1 — 14:00 — Duality in Optimal Stopping
Optimal stopping problems, commonly encountered in financial mathematics, involve determining the most opportune time to execute an action (e.g., exercising an option) to maximize expected returns. We introduce the dual problem associated to an optimal stopping problem by way of a perturbation function. We give an intuitive interpretation of the dual problem as well as the role it plays in practice.
2 — 14:30 — Adaptive Partitioning for Chance-Constrained Problems with Finite Support
This presentation considers chance-constrained stochastic problems (CCSPs) with finite support. We present an iterative algorithm that solves a reduced size chance-constrained model. This reduced model is obtained by partitioning the scenario set and, when solved to optimality, yields a bound on the optimal objective value of the original CCSP. Moreover, the algorithm ensures finite termination at an optimal solution of the original CCSP. At the heart of the algorithm lie two fundamental operations: refinement and merging. Refinement involves splitting a subset of the partition, while merging combines two subsets. These operations are executed to enhance the bound obtained in each step of the algorithm while minimally increasing the size of the reduced model to be solved. Under mild conditions, we prove that, for specific refinement and merge operations, the bound obtained after solving each reduced model strictly improves throughout the iterative process. Furthermore, the algorithm structure allows for the seamless integration of various computational enhancements, significantly reducing the computational time required to solve the reduced chance-constrained problems. Based on theoretical arguments we also provide strategies to initialize the partition considered in the algorithm. The efficiency of the algorithm is assessed through numerical experiments. We study the impact of every component of the algorithm and compare its performance against state-of-the-art methods on chance constrained multidimensional knapsack problems.
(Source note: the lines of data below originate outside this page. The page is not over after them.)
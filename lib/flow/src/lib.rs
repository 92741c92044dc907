//! Flow graph model and execution engine for agentflow.
//!
//! This crate provides:
//!
//! - **Graph Model**: agent and result nodes joined by edges
//! - **Connection Validation**: the rules an edge must satisfy at edit time
//! - **Store**: the single owner of nodes, edges and execution records
//! - **Engine**: dependency-ordered, sequential runs with per-node records
//!   and propagation of outputs into result nodes
//! - **Service**: a command queue that serializes edits and runs

macro_rules! define_string_id {
    ($(#[$meta:meta])* $name:ident) => {
        $(#[$meta])*
        #[derive(Debug, Clone, PartialEq, Eq, Hash, PartialOrd, Ord, serde::Serialize, serde::Deserialize)]
        #[serde(transparent)]
        pub struct $name(String);

        impl $name {
            /// Creates an ID from any string.
            #[must_use]
            pub fn new(id: impl Into<String>) -> Self {
                Self(id.into())
            }

            /// Returns the ID as a string slice.
            #[must_use]
            pub fn as_str(&self) -> &str {
                &self.0
            }
        }

        impl std::fmt::Display for $name {
            fn fmt(&self, f: &mut std::fmt::Formatter<'_>) -> std::fmt::Result {
                f.write_str(&self.0)
            }
        }

        impl From<&str> for $name {
            fn from(id: &str) -> Self {
                Self(id.to_string())
            }
        }

        impl From<String> for $name {
            fn from(id: String) -> Self {
                Self(id)
            }
        }
    };
}

pub mod edge;
pub mod engine;
pub mod error;
pub mod execution;
pub mod node;
pub mod order;
pub mod service;
pub mod state;
pub mod store;
pub mod validator;

pub use edge::{Edge, EdgeId};
pub use engine::{Engine, EngineConfig};
pub use error::{ConnectionValidationError, FlowError, GraphCycleError, GraphError};
pub use execution::{
    ExecutionRecord, ExecutionStatus, ExecutionUpdate, NodeFailure, RunEvent, RunReport,
};
pub use node::{Node, NodeId, NodeKind, Position};
pub use order::execution_order;
pub use service::{FlowHandle, FlowService};
pub use state::FlowState;
pub use store::FlowStore;
pub use validator::{can_connect, validate_connection};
3 — 15:00 — Consistent Assortment Optimization under the MNL with Exogenous Data
This work investigates the Assortment Optimization Problem under the Multinomial Logit choice model in scenarios where the firm does not know the attractiveness factors associated with each product. In our model, the firm relies on exogenous data consisting of the assortments offered by other firms and random variables defining a set of conversion rates, which are multiplicative factors indicating how the products' attractiveness adopted in the external assortments differ from the respective values for the firm. The notion of optimality is nuanced in this model, so we focus on identifying consistent assortments in the sense that the assortment decisions made by the firm should not conflict with exogenous data. We investigate the structural properties and different solution techniques for the problem based on assumptions about the conversion rates. We show that the expectation-based deterministic formulation of the problem can be solved efficiently. We also study some probabilistic-constrained formulations where such problems can be recast as second-order cone programs assuming the conversion rates are normally distributed. Our results show that the model does not require unrealistically large amounts of exogenous data to deliver accurate results, thus providing evidence that our framework can be adopted in practice.
4 — 15:30 — Strong Duality in Risk-Constrained Nonconvex Functional Programming
We show that risk-constrained functional optimization problems with general integrable nonconvex instantaneous reward/constraint functions exhibit strong duality, regardless of nonconvexity. We consider risk constraints featuring convex and positively homogeneous risk measures admitting dual representations with bounded risk envelopes, generalizing expectations. Popular risk measures supported within our setting include the conditional value-at-risk (CVaR), the mean-absolute deviation (MAD, including the non-monotone case), certain distributionally robust representations and more generally all real-valued coherent risk measures on the space L1. We highlight the usefulness of our results by further discussing various generalizations of our base model, extensions for risk measures supported on Lp for p>1, implications in the context of mean-risk tradeoff models, as well as more specific applications in wireless systems resource allocation, and supervised constrained learning. Our core proof technique appears to be new and relies on risk conjugate duality in tandem with J. J. Uhl's weak extension of A. A. Lyapunov's convexity theorem for vector measures taking values in general infinite-dimensional Banach spaces.